GIVEN RECORDS:

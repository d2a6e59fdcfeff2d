use axum::{extract::State, http::StatusCode, response::IntoResponse, Json};
use tracing::{error, info};

use docgraph_core::api_types::{ClearResponse, ErrorResponse};

use crate::state::AppState;

pub async fn graph_stats(State(state): State<AppState>) -> impl IntoResponse {
    info!("Fetching graph statistics");

    match state.writer.graph_statistics().await {
        Ok(stats) => (StatusCode::OK, Json(stats)).into_response(),
        Err(e) => {
            error!("Failed to get graph statistics: {e}");
            (
                StatusCode::INTERNAL_SERVER_ERROR,
                Json(ErrorResponse {
                    error: format!("Failed to get graph statistics: {e}"),
                }),
            )
                .into_response()
        }
    }
}

/// Drop every Entity and Chunk node. Used before a full rebuild.
pub async fn clear_graph(State(state): State<AppState>) -> impl IntoResponse {
    info!("Clearing graph");

    if let Err(e) = state.writer.clear_all().await {
        error!("Failed to clear graph: {e}");
        return (
            StatusCode::INTERNAL_SERVER_ERROR,
            Json(ErrorResponse {
                error: format!("Failed to clear graph: {e}"),
            }),
        )
            .into_response();
    }

    match state.writer.graph_statistics().await {
        Ok(statistics) => (
            StatusCode::OK,
            Json(ClearResponse {
                cleared: true,
                statistics,
            }),
        )
            .into_response(),
        Err(e) => {
            error!("Graph cleared but statistics unavailable: {e}");
            (
                StatusCode::INTERNAL_SERVER_ERROR,
                Json(ErrorResponse {
                    error: format!("Graph cleared but statistics unavailable: {e}"),
                }),
            )
                .into_response()
        }
    }
}
impl IngestionCoordinator {
    pub fn new(writer: Arc<GraphWriter>, extractor: Arc<dyn EntityExtractor>) -> Self {
        let defaults = IngestConfig::default();
        Self {
            writer,
            extractor,
            retry: RetryPolicy::from_config(&defaults),
            max_concurrency: defaults.max_concurrency,
            document_locks: DashMap::new(),
        }
    }

    pub fn from_config(
        writer: Arc<GraphWriter>,
        extractor: Arc<dyn EntityExtractor>,
        config: &IngestConfig,
    ) -> Result<Self> {
        config.validate()?;
        Ok(Self {
            writer,
            extractor,
            retry: RetryPolicy::from_config(config),
            max_concurrency: config.max_concurrency,
            document_locks: DashMap::new(),
        })
    }

    pub fn with_retry_policy(mut self, retry: RetryPolicy) -> Self {
        self.retry = retry;
        self
    }

    /// Size the worker pool; should not exceed the store's connection limit.
    /// Zero is rejected the same way `IngestConfig::validate` rejects it.
    pub fn with_max_concurrency(mut self, max_concurrency: usize) -> Result<Self> {
        validate_concurrency(max_concurrency)?;
        self.max_concurrency = max_concurrency;
        Ok(self)
    }

    pub fn writer(&self) -> &Arc<GraphWriter> {
        &self.writer
    }

    pub async fn ingest(
        &self,
        document_id: &str,
        text: &str,
        chunk_size: usize,
        chunk_overlap: usize,
    ) -> Result<IngestionSummary> {
        self.ingest_with_cancel(
            document_id,
            text,
            chunk_size,
            chunk_overlap,
            &CancellationToken::new(),
        )
        .await
    }

    /// Like [`IngestionCoordinator::ingest`], but stops scheduling new chunks
    /// once `cancel` fires. Chunk writes already in flight run to the end of
    /// their current attempt.
    ///
    /// Waits for any other run of the same `document_id` to finish first.
    pub async fn ingest_with_cancel(
        &self,
        document_id: &str,
        text: &str,
        chunk_size: usize,
        chunk_overlap: usize,
        cancel: &CancellationToken,
    ) -> Result<IngestionSummary> {
        if document_id.trim().is_empty() {
            return Err(DocGraphError::Config("document_id must not be empty".into()));
        }
        let chunker = Chunker::new(chunk_size, chunk_overlap)?;

        let lock = self.document_lock(document_id);
        let result = {
            let _guard = lock.lock().await;
            self.run(document_id, text, &chunker, chunk_size, chunk_overlap, cancel)
                .await
        };
        drop(lock);
        // Only the map holds the lock now unless another run is waiting on it.
        self.document_locks
            .remove_if(document_id, |_, held| Arc::strong_count(held) == 1);
        result
    }

    fn document_lock(&self, document_id: &str) -> Arc<Mutex<()>> {
        self.document_locks
            .entry(document_id.to_string())
            .or_default()
            .value()
            .clone()
    }

    async fn run(
        &self,
        document_id: &str,
        text: &str,
        chunker: &Chunker,
        chunk_size: usize,
        chunk_overlap: usize,
        cancel: &CancellationToken,
    ) -> Result<IngestionSummary> {
        let started_at = Utc::now();
        let run_id = Uuid::new_v4();
        let chunks = chunker.split(text);
        let chunks_total = chunks.len() as u64;

        info!(
            %run_id,
            document_id = %document_id,
            chars = text.chars().count(),
            chunks = chunks_total,
            chunk_size,
            chunk_overlap,
            extractor = self.extractor.name(),
            "Starting document ingestion"
        );

        // Fires on caller cancellation or on the first fatal error.
        let abort = cancel.child_token();
        let worker = Arc::new(ChunkWorker {
            writer: self.writer.clone(),
            extractor: self.extractor.clone(),
            retry: self.retry,
            document_id: document_id.to_string(),
            abort: abort.clone(),
        });

        let semaphore = Arc::new(Semaphore::new(self.max_concurrency));
        let mut tasks = JoinSet::new();
        let mut scheduled: BTreeSet<u64> = BTreeSet::new();

        for (index, chunk_text) in chunks.into_iter().enumerate() {
            let chunk_index = index as u64;
            let permit = tokio::select! {
                biased;
                _ = abort.cancelled() => break,
                permit = semaphore.clone().acquire_owned() => match permit {
                    Ok(permit) => permit,
                    Err(e) => {
                        error!(error = %e, "Worker pool closed unexpectedly");
                        break;
                    }
                },
            };

            scheduled.insert(chunk_index);
            let worker = worker.clone();
            let chunk_text = chunk_text.to_string();
            tasks.spawn(async move {
                let _permit = permit;
                worker.run(chunk_index, chunk_text).await
            });
        }

        let chunks_attempted = scheduled.len() as u64;
        if chunks_attempted < chunks_total {
            warn!(
                %run_id,
                document_id = %document_id,
                scheduled = chunks_attempted,
                total = chunks_total,
                "Stopped scheduling chunks"
            );
        }

        let mut chunks_written = 0u64;
        let mut failures: Vec<ChunkFailure> = Vec::new();
        let mut entities_seen: HashSet<String> = HashSet::new();
        let mut fatal: Option<DocGraphError> = None;
        let mut reported: HashSet<u64> = HashSet::new();

        while let Some(joined) = tasks.join_next().await {
            match joined {
                Ok(ChunkOutcome::Written {
                    chunk_index,
                    entities,
                }) => {
                    reported.insert(chunk_index);
                    chunks_written += 1;
                    entities_seen.extend(entities);
                }
                Ok(ChunkOutcome::Failed(failure)) => {
                    reported.insert(failure.chunk_index);
                    failures.push(failure);
                }
                Ok(ChunkOutcome::Fatal { failure, error }) => {
                    reported.insert(failure.chunk_index);
                    failures.push(failure);
                    fatal.get_or_insert(error);
                }
                Err(join_err) => {
                    error!(%run_id, error = %join_err, "Chunk task panicked");
                }
            }
        }

        // A panicked task never reports; account for it by index.
        for chunk_index in scheduled.iter().filter(|i| !reported.contains(i)) {
            failures.push(ChunkFailure {
                chunk_index: *chunk_index,
                attempts: 0,
                error: "chunk task panicked".to_string(),
            });
        }
        failures.sort_by_key(|f| f.chunk_index);

        let mut summary = IngestionSummary {
            run_id,
            document_id: document_id.to_string(),
            outcome: IngestionOutcome::Complete,
            chunks_total,
            chunks_attempted,
            chunks_written,
            chunks_failed: failures.len() as u64,
            distinct_entities_seen: entities_seen.len() as u64,
            failures,
            stale_chunks_removed: None,
            started_at,
            finished_at: started_at,
        };

        if let Some(error) = fatal {
            return Err(aborted(summary, error));
        }

        if chunks_attempted == chunks_total {
            match self.prune(&worker, chunks_total).await {
                Ok(removed) => summary.stale_chunks_removed = removed,
                Err(error) => return Err(aborted(summary, error)),
            }
        }

        summary.outcome = if chunks_attempted < chunks_total {
            IngestionOutcome::Cancelled
        } else if summary.chunks_failed > 0 {
            IngestionOutcome::Partial {
                failed: summary.chunks_failed,
            }
        } else {
            IngestionOutcome::Complete
        };
        summary.finished_at = Utc::now();

        info!(
            %run_id,
            document_id = %document_id,
            outcome = ?summary.outcome,
            attempted = summary.chunks_attempted,
            written = summary.chunks_written,
            failed = summary.chunks_failed,
            entities = summary.distinct_entities_seen,
            "Document ingestion finished"
        );

        Ok(summary)
    }

    /// Drop chunks left over from a longer previous version of the document.
    /// Returns `None` when pruning kept failing transiently.
    async fn prune(&self, worker: &ChunkWorker, chunk_count: u64) -> Result<Option<u64>> {
        let (result, attempts) = retry_store_op(&self.retry, &worker.abort, "prune_document", || {
            self.writer.prune_document(&worker.document_id, chunk_count)
        })
        .await;

        match result {
            Ok(removed) => Ok(Some(removed)),
            Err(e) if e.is_fatal() => Err(e),
            Err(e) => {
                warn!(
                    document_id = %worker.document_id,
                    attempts,
                    error = %e,
                    "Could not prune stale chunks"
                );
                Ok(None)
            }
        }
    }
}

fn aborted(mut summary: IngestionSummary, error: DocGraphError) -> DocGraphError {
    summary.outcome = IngestionOutcome::Aborted {
        reason: error.to_string(),
    };
    summary.finished_at = Utc::now();
    error!(
        run_id = %summary.run_id,
        document_id = %summary.document_id,
        written = summary.chunks_written,
        failed = summary.chunks_failed,
        error = %error,
        "Document ingestion aborted"
    );
    DocGraphError::Aborted {
        summary: Box::new(summary),
        source: Box::new(error),
    }
}

impl ChunkWorker {
    async fn run(&self, chunk_index: u64, text: String) -> ChunkOutcome {
        let entities = match self.extractor.extract(&text) {
            Ok(entities) => entities,
            Err(e) => {
                warn!(
                    document_id = %self.document_id,
                    chunk_index,
                    error = %e,
                    "Skipping chunk: extraction failed"
                );
                return ChunkOutcome::Failed(ChunkFailure {
                    chunk_index,
                    attempts: 0,
                    error: e.to_string(),
                });
            }
        };

        let (result, attempts) = retry_store_op(&self.retry, &self.abort, "write_chunk", || {
            self.write(chunk_index, &text, &entities)
        })
        .await;

        match result {
            Ok(()) => ChunkOutcome::Written {
                chunk_index,
                entities,
            },
            Err(e) if e.is_fatal() => {
                self.abort.cancel();
                ChunkOutcome::Fatal {
                    failure: ChunkFailure {
                        chunk_index,
                        attempts,
                        error: e.to_string(),
                    },
                    error: e,
                }
            }
            Err(e) => {
                warn!(
                    document_id = %self.document_id,
                    chunk_index,
                    attempts,
                    error = %e,
                    "Skipping chunk: write failed"
                );
                ChunkOutcome::Failed(ChunkFailure {
                    chunk_index,
                    attempts,
                    error: e.to_string(),
                })
            }
        }
    }

    /// One attempt at persisting a chunk with all its mentions. Either the
    /// whole chunk lands or the previous version stays.
    async fn write(&self, chunk_index: u64, text: &str, entities: &BTreeSet<String>) -> Result<()> {
        self.writer
            .write_chunk(&self.document_id, chunk_index, text, entities)
            .await?;
        tracing::debug!(
            document_id = %self.document_id,
            chunk_index,
            entities = entities.len(),
            "Wrote chunk"
        );
        Ok(())
    }
}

TASK DIRECTIONS:
Where a line of the records above holds the word "info", copy that line.

RESPONSE:
use tracing::{error, info};
    info!("Fetching graph statistics");
    info!("Clearing graph");
        info!(
        info!(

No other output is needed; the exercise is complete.